The Home Office reaches an agreement with National Parks England over the provision of mobile coverage for the emergency services

The Home Office has signed a joint accord with National Parks England to ensure a vast swathe of the country is not left behind when it comes to mobile coverage for the emergency services.

The deal sets out how EE – which won the contract to provide the new Emergency Services Network (ESN) under the Emergency Services Mobile Communications Programme (ESMCP) in 2015 – will be able to fulfil its obligation to cover the entire country.

Up to now, blue light services have relied on a private radio network, which is to be phased out over the next few years.

Because the ESN will use mobile phone masts, it has become necessary to ensure that new infrastructure needed to support it will not blight some of the most beautiful landscapes in the country.

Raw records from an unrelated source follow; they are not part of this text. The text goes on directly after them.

//! Inline sparkline for compact trend display.
//!
//! Uses 8-level Unicode block characters (▁▂▃▄▅▆▇█). The output is always
//! exactly `width` columns: the newest samples are right-aligned and missing
//! history is left blank.

use ratatui::style::Color;

use crate::ansi::paint;

/// Block characters from lowest to highest.
pub const BLOCKS: [char; 8] = ['▁', '▂', '▃', '▄', '▅', '▆', '▇', '█'];

/// Vertical scaling of a sparkline.
#[derive(Debug, Clone, Copy, PartialEq)]
pub enum Scale {
    /// Values are relative to a fixed maximum (CPU percentages use 100).
    Fixed(f64),
    /// Values are relative to the largest visible sample.
    Relative,
}

/// A one-line sparkline.
#[derive(Debug, Clone)]
pub struct Sparkline<'a> {
    data: &'a [f64],
    width: usize,
    scale: Scale,
    color: Option<Color>,
}

impl<'a> Sparkline<'a> {
    /// Creates a sparkline over `data` (oldest first).
    #[must_use]
    pub fn new(data: &'a [f64]) -> Self {
        Self { data, width: 20, scale: Scale::Relative, color: None }
    }

    /// Sets the width in columns.
    #[must_use]
    pub fn width(mut self, width: usize) -> Self {
        self.width = width;
        self
    }

    /// Sets the vertical scale.
    #[must_use]
    pub fn scale(mut self, scale: Scale) -> Self {
        self.scale = scale;
        self
    }

    /// Sets the color.
    #[must_use]
    pub fn color(mut self, color: Color) -> Self {
        self.color = Some(color);
        self
    }

    /// Block for `value` against `max`.
    fn block(value: f64, max: f64) -> char {
        if max <= 0.0 || !value.is_finite() {
            return BLOCKS[0];
        }
        let level = ((value / max).clamp(0.0, 1.0) * 7.0).round() as usize;
        BLOCKS[level.min(7)]
    }

    /// Renders to a string of exactly `width` columns.
    #[must_use]
    pub fn render(&self) -> String {
        let visible = &self.data[self.data.len().saturating_sub(self.width)..];
        let max = match self.scale {
            Scale::Fixed(max) => max,
            Scale::Relative => visible.iter().copied().filter(|v| v.is_finite()).fold(0.0, f64::max),
        };

        let blocks: String = visible.iter().map(|&v| Self::block(v, max)).collect();
        let padding = " ".repeat(self.width - visible.len());

        match self.color {
            Some(color) if !blocks.is_empty() => format!("{padding}{}", paint(&blocks, color)),
            _ => format!("{padding}{blocks}"),
        }
    }
}

#[cfg(test)]
mod tests {
    use super::*;
    use crate::ansi::{strip, visual_width};

    #[test]
    fn test_fixed_scale_levels() {
        let data = vec![0.0, 50.0, 100.0];
        let line = Sparkline::new(&data).width(3).scale(Scale::Fixed(100.0)).render();
        assert_eq!(line, "▁▅█");
    }

    #[test]
    fn test_relative_scale() {
        let data = vec![1.0, 2.0, 4.0];
        let line = Sparkline::new(&data).width(3).render();
        assert_eq!(line.chars().last(), Some('█'));
    }

    #[test]
    fn test_short_history_is_left_padded() {
        let data = vec![100.0];
        let line = Sparkline::new(&data).width(5).scale(Scale::Fixed(100.0)).render();
        assert_eq!(line, "    █");
    }

    #[test]
    fn test_long_history_keeps_newest() {
        let data: Vec<f64> = (0..60).map(f64::from).collect();
        let line = Sparkline::new(&data).width(20).color(Color::Cyan).render();
        assert_eq!(visual_width(&line), 20);
        assert!(strip(&line).ends_with('█'));
    }

    #[test]
    fn test_all_zero_and_empty() {
        let zeros = vec![0.0; 4];
        assert_eq!(Sparkline::new(&zeros).width(4).render(), "▁▁▁▁");
        assert_eq!(Sparkline::new(&[]).width(3).color(Color::Red).render(), "   ");
    }

    #[test]
    fn test_out_of_range_values_clamp() {
        let data = vec![-10.0, 250.0, f64::NAN];
        let line = Sparkline::new(&data).width(3).scale(Scale::Fixed(100.0)).render();
        assert_eq!(line, "▁█▁");
    }
}
//! Bounded trailing series for sparkline history.
//!
//! A [`HistorySeries`] keeps the most recent samples of one metric, oldest
//! first, evicting from the head once it holds [`HISTORY_LEN`] values. It
//! serializes as a plain JSON array so it can live in the persisted state;
//! decoding a longer array keeps only the newest samples.
//!
//! # Example
//!
//! ```rust,ignore
//! use tmon::history::HistorySeries;
//!
//! let mut series = HistorySeries::new();
//! for i in 0..100 {
//!     series.push(f64::from(i));
//! }
//! assert_eq!(series.len(), 60); // Bounded
//! assert_eq!(series.latest(), Some(99.0));
//! ```

use std::collections::VecDeque;

use serde::{Deserialize, Serialize};

/// Maximum number of samples per series.
pub const HISTORY_LEN: usize = 60;

/// A fixed-capacity trailing series of samples.
#[derive(Debug, Clone, PartialEq, Serialize, Deserialize)]
#[serde(from = "Vec<f64>", into = "Vec<f64>")]
pub struct HistorySeries {
    data: VecDeque<f64>,
    capacity: usize,
}

impl HistorySeries {
    /// Creates an empty series holding up to [`HISTORY_LEN`] samples.
    #[must_use]
    pub fn new() -> Self {
        Self::with_capacity(HISTORY_LEN)
    }

    /// Creates an empty series with a custom bound (at least 1).
    #[must_use]
    pub fn with_capacity(capacity: usize) -> Self {
        let capacity = capacity.max(1);
        Self { data: VecDeque::with_capacity(capacity), capacity }
    }

    /// Appends a sample, evicting the oldest once at capacity.
    ///
    /// Non-finite samples are stored as 0.
    pub fn push(&mut self, value: f64) {
        let value = if value.is_finite() { value } else { 0.0 };
        while self.data.len() >= self.capacity {
            self.data.pop_front();
        }
        self.data.push_back(value);
    }

    /// Returns a new series with `value` appended; `self` is unchanged.
    #[must_use]
    pub fn pushed(&self, value: f64) -> Self {
        let mut next = self.clone();
        next.push(value);
        next
    }

    /// The most recent sample.
    #[must_use]
    pub fn latest(&self) -> Option<f64> {
        self.data.back().copied()
    }

    /// Number of samples held.
    #[must_use]
    pub fn len(&self) -> usize {
        self.data.len()
    }

    /// True if no samples have been pushed.
    #[must_use]
    pub fn is_empty(&self) -> bool {
        self.data.is_empty()
    }

    /// Maximum number of samples held.
    #[must_use]
    pub fn capacity(&self) -> usize {
        self.capacity
    }

    /// Samples from oldest to newest.
    pub fn iter(&self) -> impl Iterator<Item = f64> + '_ {
        self.data.iter().copied()
    }

    /// The newest `n` samples, oldest first.
    #[must_use]
    pub fn last_n(&self, n: usize) -> Vec<f64> {
        let skip = self.data.len().saturating_sub(n);
        self.data.iter().skip(skip).copied().collect()
    }

    /// Largest sample, 0 when empty.
    #[must_use]
    pub fn max(&self) -> f64 {
        self.data.iter().copied().fold(0.0, f64::max)
    }
}

impl Default for HistorySeries {
    fn default() -> Self {
        Self::new()
    }
}

impl From<Vec<f64>> for HistorySeries {
    fn from(values: Vec<f64>) -> Self {
        let mut series = Self::new();
        let skip = values.len().saturating_sub(HISTORY_LEN);
        for v in values.into_iter().skip(skip) {
            series.push(v);
        }
        series
    }
}

impl From<HistorySeries> for Vec<f64> {
    fn from(series: HistorySeries) -> Self {
        series.data.into_iter().collect()
    }
}

/// Pure append: `series` plus `value`, bounded to `max_len` newest samples.
#[must_use]
pub fn push(series: &[f64], value: f64, max_len: usize) -> Vec<f64> {
    let keep = max_len.saturating_sub(1).min(series.len());
    let mut next = Vec::with_capacity(keep + 1);
    next.extend_from_slice(&series[series.len() - keep..]);
    if max_len > 0 {
        next.push(value);
    }
    next
}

“National Parks have always been about finding pragmatic, long-term solutions to the many competing demands on land,” said Jim Bailey, chair of National Parks England and the North York Moors National Park Authority.

“Ensuring modern telecommunications infrastructure is no different. The stunning landscapes and towns are the lifeblood for our rural economies, and we are delighted the Home Office is committed to working with National Parks to protect them. This is a welcome sign that we hope will be replicated by other government departments.”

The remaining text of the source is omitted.